What’s on offer? Louise Penny, Preston and Child, Susan Hill, Jefferson Bass, Margaret Atwood, Ken Follett, Ann Perry, Ian Rankin. The list is much longer. Come by and browse! (The books will be on display for three days, from Thursday night to Saturday the 4th.)
We will also have a delightful selection of books for younger readers.
How about One Dog And His Boy (by Eva Ibbotson, 2011, $6.75). Hal’s parents love him, but they are self-absorbed rotters. They give him expensive gifts instead of love.
All Hal wants is a dog, but his parents consider the idea appalling. Finally, they rent one for the weekend, but they lie to him about it. They expect Hal to quickly tire of the wee beastie. Instead, he falls in love.
Doesn’t matter. The pup is returned to a high-end canine rental place (where the dogs despair of ever being happy). Hal then decides to steal “his” dog and run away. The regular weekend attendant is off sick, and he runs into 10-year-old replacement worker Pippa instead: “Thank goodness my sister’s not here,” Pippa announces once she hears Hal’s plan. “She’s one of those good people. She can’t help it, she thinks you mustn’t break the law.”
“I used to be like that,” replies Hal.
This is a love letter to dogs, filled with wise but lonely canines who want real homes. It’s also the story of the two children, who try to survive while on the run, as they too, search for a real home for Hal and his adorable mongrel. This story’s for anyone who loves doggies.

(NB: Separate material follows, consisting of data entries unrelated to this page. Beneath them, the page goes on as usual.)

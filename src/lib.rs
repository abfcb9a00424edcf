//! Codecs for addressing locations inside versioned repositories.
//!
//! A location names a repository, optionally a revision, a file, a position
//! or range in that file, and a view state such as "references". This crate
//! converts locations to and from the string forms used to pass them around:
//!
//! | Form | Example | Used by |
//! |------|---------|---------|
//! | Repo-URI | `git://github.com/gorilla/mux?branch#mux.go:3,5` | language services |
//! | Pretty URL | `/github.com/gorilla/mux@branch/-/blob/mux.go#L3:5` | address bar, router |
//! | Search query | `q=repo:gorilla/mux+route` | search page |
//!
//! All functions are pure; nothing here touches the network or checks that
//! a repository, revision or file exists.
//!
//! # Quick Start
//!
//! ```rust
//! use repo_uri::{RepoLocation, parse_hash};
//!
//! let loc = RepoLocation::parse("git://github.com/gorilla/mux?branch#mux.go:3,5").unwrap();
//! assert_eq!(loc.file_path(), Some("mux.go"));
//! assert_eq!(
//!     loc.to_pretty_blob_url().as_deref(),
//!     Some("/github.com/gorilla/mux@branch/-/blob/mux.go#L3:5"),
//! );
//!
//! let coords = parse_hash("#L3:5$references");
//! assert_eq!(coords.line, Some(3));
//! assert_eq!(coords.to_pretty_hash(), "L3:5&tab=references");
//! ```
//!
//! # Strictness
//!
//! Repo-URIs are built by programs, so [`RepoLocation::parse`] reports a
//! [`ParseError`] for a wrong scheme or an empty repository name. Hash
//! fragments come from URLs people edit by hand, so [`parse_hash`] never
//! fails and returns an empty [`HashCoords`] for anything it does not fully
//! recognize.
//!
//! # Line Numbers
//!
//! Lines and characters are 1-based everywhere except in the
//! [`ProtocolPosition`] records sent to a language service. Convert with
//! [`ProtocolPosition::from_one_based`].

#![deny(missing_docs)]
#![deny(clippy::all)]
#![deny(clippy::pedantic)]
#![allow(clippy::module_name_repetitions)]

mod builder;
mod commit_id;
mod constants;
mod error;
mod hash;
mod location;
mod position;
pub mod prelude;
mod pretty;
mod protocol;
mod repo_name;
mod search;
mod uri;
mod view_state;

pub use builder::{Empty, HasFile, HasRepo, RepoLocationBuilder};
pub use commit_id::CommitId;
pub use constants::{
    BLOB_MARKER, COMMIT_ID_LENGTH, LEGACY_VIEW_STATE_SEPARATOR, SCHEME, SEARCH_QUERY_PARAM,
    VIEW_STATE_PARAM,
};
pub use error::{
    BuilderError, CommitIdError, ParseError, ParseErrorKind, PositionError, RepoNameError,
    ViewStateError,
};
pub use hash::{HashCoords, parse_hash, to_pretty_hash};
pub use location::RepoLocation;
pub use position::{Position, Range, Selection};
pub use pretty::{parse_pretty_url, to_pretty_blob_url};
pub use protocol::{
    ProtocolPosition, ProtocolRange, TextDocumentIdentifier, TextDocumentPositionParams,
};
pub use repo_name::RepoName;
pub use search::{build_search_url_query, parse_search_url_query};
pub use view_state::ViewState;
//! Pretty URLs: `/repo[@rev]/-/blob/path[#hash]`.

use log::trace;

use crate::commit_id::CommitId;
use crate::constants::BLOB_MARKER;
use crate::error::{ParseError, ParseErrorKind};
use crate::hash::{HashCoords, parse_hash};
use crate::location::RepoLocation;
use crate::repo_name::RepoName;

impl RepoLocation {
    /// Returns the hash fragment coordinates for this location.
    #[must_use]
    pub fn hash_coords(&self) -> HashCoords {
        HashCoords::from_parts(self.selection.as_ref(), self.view_state.as_ref())
    }

    /// Builds the pretty URL of the file this location points into.
    ///
    /// The revision is included when it is non-empty; the commit ID is
    /// never shown. Coordinates and view state become the hash fragment,
    /// which is omitted when neither is present. Returns `None` when there
    /// is no file path.
    ///
    /// # Examples
    ///
    /// ```
    /// use repo_uri::RepoLocation;
    ///
    /// let loc = RepoLocation::parse("git://github.com/gorilla/mux?branch#mux.go").unwrap();
    /// assert_eq!(
    ///     loc.to_pretty_blob_url().as_deref(),
    ///     Some("/github.com/gorilla/mux@branch/-/blob/mux.go"),
    /// );
    /// ```
    #[must_use]
    pub fn to_pretty_blob_url(&self) -> Option<String> {
        let file_path = self.file_path.as_deref()?;
        let mut result = self.pretty_repo_path();
        result.push('/');
        result.push_str(BLOB_MARKER);
        result.push('/');
        result.push_str(file_path);

        let hash = self.hash_coords().to_pretty_hash();
        if !hash.is_empty() {
            result.push('#');
            result.push_str(&hash);
        }

        Some(result)
    }

    /// Builds the pretty URL of this location: the blob URL when a file
    /// is present, otherwise the repository URL `/repo[@rev]`.
    #[must_use]
    pub fn to_pretty_url(&self) -> String {
        self.to_pretty_blob_url().unwrap_or_else(|| self.pretty_repo_path())
    }

    fn pretty_repo_path(&self) -> String {
        match self.display_rev() {
            Some(rev) => format!("/{}@{rev}", self.repo_name),
            None => format!("/{}", self.repo_name),
        }
    }

    /// Parses a pretty URL. See [`parse_pretty_url`].
    ///
    /// # Errors
    ///
    /// Returns `ParseError` if the URL is empty, lacks the leading `/`, or
    /// has an empty repository name.
    pub fn parse_pretty_url(url: &str) -> Result<Self, ParseError> {
        parse_pretty_url(url)
    }
}

/// Builds the pretty blob URL of a location.
///
/// Equivalent to [`RepoLocation::to_pretty_blob_url`].
#[must_use]
pub fn to_pretty_blob_url(location: &RepoLocation) -> Option<String> {
    location.to_pretty_blob_url()
}

/// Parses a pretty URL back into a location.
///
/// ```text
/// url := "/" repoName ["@" rev] ["/-/blob/" filePath] ["#" hash]
/// ```
///
/// The hash fragment is read leniently: an unrecognized fragment leaves
/// the location without coordinates instead of failing.
///
/// # Errors
///
/// Returns `ParseError` if the URL is empty, lacks the leading `/`, or has
/// an empty repository name.
///
/// # Examples
///
/// ```
/// use repo_uri::parse_pretty_url;
///
/// let loc = parse_pretty_url("/github.com/gorilla/mux@branch/-/blob/mux.go#L1:1$references").unwrap();
/// assert_eq!(loc.rev(), Some("branch"));
/// assert_eq!(loc.file_path(), Some("mux.go"));
/// assert_eq!(loc.view_state().map(|v| v.as_str()), Some("references"));
/// ```
pub fn parse_pretty_url(url: &str) -> Result<RepoLocation, ParseError> {
    parse_pretty_url_inner(url).map_err(|kind| ParseError {
        input: url.to_string(),
        kind,
    })
}

fn parse_pretty_url_inner(url: &str) -> Result<RepoLocation, ParseErrorKind> {
    if url.is_empty() {
        return Err(ParseErrorKind::Empty);
    }

    let (path, hash) = match url.split_once('#') {
        Some((path, hash)) => (path, Some(hash)),
        None => (url, None),
    };

    let path = path.strip_prefix('/').ok_or(ParseErrorKind::MissingComponent {
        component: "leading slash",
    })?;

    let blob_marker = format!("/{BLOB_MARKER}/");
    let (repo_rev, file_path) = match path.split_once(&blob_marker) {
        Some((repo_rev, file_path)) => (repo_rev, Some(file_path)),
        None => (path.trim_end_matches('/'), None),
    };

    let (repo, rev) = match repo_rev.split_once('@') {
        Some((repo, rev)) => (repo, Some(rev)),
        None => (repo_rev, None),
    };

    let repo_name = RepoName::parse(repo).map_err(ParseErrorKind::InvalidRepoName)?;
    let rev = rev.filter(|rev| !rev.is_empty());
    let commit_id = rev.and_then(|rev| CommitId::parse(rev).ok());
    let file_path = file_path.filter(|file_path| !file_path.is_empty());

    let coords = match (file_path, hash) {
        (Some(_), Some(hash)) => parse_hash(hash),
        (None, Some(hash)) if !hash.is_empty() => {
            trace!("ignoring hash '{hash}' on a repository URL");
            HashCoords::default()
        }
        _ => HashCoords::default(),
    };

    Ok(RepoLocation {
        repo_name,
        rev: rev.map(str::to_string),
        commit_id,
        file_path: file_path.map(str::to_string),
        selection: coords.selection(),
        view_state: coords.view_state,
    })
}

#[cfg(test)]
mod tests {
    use super::*;
    use crate::builder::RepoLocationBuilder;
    use crate::position::Position;

    const COMMIT: &str = "24fca303ac6da784b9e8269f724ddeb0b2eea5e7";

    fn ctx() -> RepoLocation {
        RepoLocationBuilder::new()
            .try_repo_name("github.com/gorilla/mux")
            .unwrap()
            .rev("")
            .try_commit_id(COMMIT)
            .unwrap()
            .file_path("mux.go")
            .build()
            .unwrap()
    }

    fn line_char() -> Position {
        Position::new(1, Some(1)).unwrap()
    }

    #[test]
    fn formats_url_for_empty_rev() {
        assert_eq!(
            ctx().to_pretty_blob_url().as_deref(),
            Some("/github.com/gorilla/mux/-/blob/mux.go")
        );
    }

    #[test]
    fn formats_url_for_absent_rev() {
        let loc = RepoLocation::parse("git://github.com/gorilla/mux#mux.go").unwrap();
        assert_eq!(
            to_pretty_blob_url(&loc).as_deref(),
            Some("/github.com/gorilla/mux/-/blob/mux.go")
        );
    }

    #[test]
    fn formats_url_for_specified_rev() {
        let loc = RepoLocation::parse("git://github.com/gorilla/mux?branch#mux.go").unwrap();
        assert_eq!(
            loc.to_pretty_blob_url().as_deref(),
            Some("/github.com/gorilla/mux@branch/-/blob/mux.go")
        );
    }

    #[test]
    fn formats_url_with_position() {
        let loc = ctx().with_selection(line_char()).unwrap();
        assert_eq!(
            loc.to_pretty_blob_url().as_deref(),
            Some("/github.com/gorilla/mux/-/blob/mux.go#L1:1")
        );
    }

    #[test]
    fn formats_url_with_view_state() {
        let loc = ctx()
            .with_selection(line_char())
            .and_then(|loc| loc.with_view_state("references".parse().unwrap()))
            .unwrap();
        assert_eq!(
            loc.to_pretty_blob_url().as_deref(),
            Some("/github.com/gorilla/mux/-/blob/mux.go#L1:1&tab=references")
        );
    }

    #[test]
    fn formats_url_with_range() {
        let loc = RepoLocation::parse("git://a/b#c.go:3-7").unwrap();
        assert_eq!(loc.to_pretty_blob_url().as_deref(), Some("/a/b/-/blob/c.go#L3-7"));
    }

    #[test]
    fn blob_url_requires_file() {
        let loc = RepoLocation::parse("git://github.com/gorilla/mux?branch").unwrap();
        assert_eq!(loc.to_pretty_blob_url(), None);
        assert_eq!(loc.to_pretty_url(), "/github.com/gorilla/mux@branch");
    }

    #[test]
    fn parse_repo_url() {
        let loc = parse_pretty_url("/github.com/gorilla/mux").unwrap();
        assert_eq!(loc.repo_name().as_str(), "github.com/gorilla/mux");
        assert!(loc.rev().is_none());
        assert!(loc.file_path().is_none());
    }

    #[test]
    fn parse_blob_url_with_commit_rev() {
        let loc = parse_pretty_url(&format!("/a/b@{COMMIT}/-/blob/dir/c.go#L3:4-5:6")).unwrap();
        assert_eq!(loc.rev(), Some(COMMIT));
        assert_eq!(loc.commit_id().map(CommitId::as_str), Some(COMMIT));
        assert_eq!(loc.file_path(), Some("dir/c.go"));
        assert_eq!(loc.range().map(|r| r.end().character()), Some(Some(6)));
    }

    #[test]
    fn parse_rev_with_slashes() {
        let loc = parse_pretty_url("/a/b@feature/x/-/blob/c.go").unwrap();
        assert_eq!(loc.rev(), Some("feature/x"));
        assert_eq!(loc.file_path(), Some("c.go"));
    }

    #[test]
    fn parse_ignores_unrecognized_hash() {
        let loc = parse_pretty_url("/a/b/-/blob/c.go#L1:2-3").unwrap();
        assert_eq!(loc.file_path(), Some("c.go"));
        assert!(loc.selection().is_none());
    }

    #[test]
    fn parse_rejects_missing_slash_and_empty_repo() {
        assert_eq!(
            parse_pretty_url("a/b").map_err(|e| e.kind),
            Err(ParseErrorKind::MissingComponent {
                component: "leading slash"
            })
        );
        assert!(parse_pretty_url("/").is_err());
        assert!(parse_pretty_url("/@main").is_err());
        assert!(matches!(
            parse_pretty_url(""),
            Err(ParseError {
                kind: ParseErrorKind::Empty,
                ..
            })
        ));
    }

    #[test]
    fn pretty_url_roundtrip() {
        for url in [
            "/github.com/gorilla/mux",
            "/github.com/gorilla/mux@branch",
            "/github.com/gorilla/mux@branch/-/blob/mux.go",
            "/github.com/gorilla/mux/-/blob/mux.go#L1:1",
            "/github.com/gorilla/mux/-/blob/mux.go#L1:1&tab=references",
            "/github.com/gorilla/mux/-/blob/mux.go#L2-9",
            "/github.com/gorilla/mux/-/blob/mux.go#tab=impl",
        ] {
            let loc = RepoLocation::parse_pretty_url(url).unwrap();
            assert_eq!(loc.to_pretty_url(), url);
        }
    }

    #[test]
    fn legacy_hash_normalizes_to_modern() {
        let loc = parse_pretty_url("/a/b/-/blob/c.go#L1:1$references").unwrap();
        assert_eq!(loc.to_pretty_url(), "/a/b/-/blob/c.go#L1:1&tab=references");
    }

    #[test]
    fn host_port_repo_round_trips() {
        let loc = RepoLocation::parse("git://host:8080/a/b?v1.0#c.go:2").unwrap();
        let url = loc.to_pretty_url();
        assert_eq!(url, "/host:8080/a/b@v1.0/-/blob/c.go#L2");
        assert_eq!(parse_pretty_url(&url).unwrap(), loc);
    }

    #[test]
    fn rev_keeps_later_at_signs() {
        let loc = parse_pretty_url("/a/b@HEAD@{1}/-/blob/c.go").unwrap();
        assert_eq!(loc.repo_name().as_str(), "a/b");
        assert_eq!(loc.rev(), Some("HEAD@{1}"));
    }
}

Dogs are not the only pet.
If You Happen To Have A Dinosaur (words by Linda Bailey, pictures by Colin Jack, 2014, $15) is a big, colourful hardcover for the very young child who’s at a bit of a loss. Dinos are awkward, they take up a lot of space and they eat a lot. What to do? Turns out you can train Dino to mow the lawn or eat your homework. It’s a delightful tale.
Lemony Snicket’s latest young children’s book is 29 Myths On The Swinster Pharmacy (2014, $14, illustrated by Lisa Brown). It’s off-kilter and funny and strangely poetic. Here’s number 15: “The building is a perfect square. We measured it last night.”
And now for one last Good Read. It’s titled Nocturne: Dream Recipes Varied And Easy To Make (in just five minutes!). It’s by Isol (who goes by one name, 2012, $13.50). A beautiful spiral bound book, each page offers a different dream. Choose the idea that draws you in, pop it under a light for five minutes, and then turn the light off. Each page is now so much more – bunnies, gardening, a huggy monster that adores you: “Look for as long as you like, then close your eyes and follow the dream to its hiding place.”
One last note: The Lennoxville Library has no Borges books, but the library system does. You can order a loan through our website (or ask our staff for help). The Library Of Babel can be found in the short story collection titled Fictions, available en francais, from the library in Wotton.